Si bien es cierto que la consideración de las asociaciones rebasa los límites del estatuto del laico, lógicamente circunscrito a la esfera de las situaciones jurídicas estrictamente personales, es imprescindible una referencia a ellas por dos razones. En primer lugar, no puede olvidarse que la regulación de los fenómenos asociativos está condicionada por las exigencias del reconocimiento y tutela del derecho de asociación, que el Concilio ha reconocido a los laicos con carácter estrictamente personal. Además, la doctrina canónica postcodicial y buena parte de la literatura que se ha enfrentado con nuestro tema en la actualidad, se ha limitado en la mayoría de los casos al problema de las asociaciones; por tanto, si se puede esperar alguna consecuencia clarificadora de este estudio, habrá que poner a prueba sus conclusiones en relación con los principales interrogantes que plantea esta cuestión particular.

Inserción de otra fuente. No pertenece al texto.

//! Health check endpoint.

use axum::http::StatusCode;

/// GET /livez - Basic liveness check.
///
/// Returns 200 immediately without touching storage.
#[axum::debug_handler]
pub async fn livez() -> StatusCode {
    StatusCode::OK
}
//! Per-piece behavior for the tile-popping puzzle: the piece state machine with
//! its frame-driven motion, and the board-to-observer scoring notifications.

pub use board::*;
pub use clock::*;
pub use error::*;
pub use event::*;
pub use piece::*;
pub use score::*;
pub use types::*;

mod board;
mod clock;
mod error;
mod event;
mod piece;
mod score;
mod types;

Los criterios establecidos por el Decreto Conciliar Apostolicam actuositatem se pueden resumir así:
Los laicos tienen un derecho natural de asociación que ha de ser reconocido y tutelado por el ordenamiento jurídico de la Iglesia [67]. ¿Cuál es el alcance de este derecho? Evidentemente no se refiere a la asociación para fines temporales, ya que esta cuestión no se debate en el ámbito del sistema normativo canónico. La Iglesia, a través de su Magisterio, ha proclamado la existencia de este derecho, pero lo ha hecho en su función de intérprete del Derecho natural, saliendo al paso de eventuales abusos de poder en la sociedad civil. Por otra parte no parece que tenga mucho sentido que los fieles se asocien entre sí para tareas temporales. La línea marcada por la Constitución Gaudium et Spes debe llevar a los católicos a cooperar con todos los hombres de buena voluntad, sin distinción de credo religioso en virtud de la solidaridad para la edificación de la ciudad terrena que liga a todo el género humano [68]. Las agrupaciones de católicos con fines temporales tienen el peligro de empañar el genuino sentido del diálogo de la Iglesia y el mundo y, en todo caso, plantean un problema ajeno por completo al Derecho canónico.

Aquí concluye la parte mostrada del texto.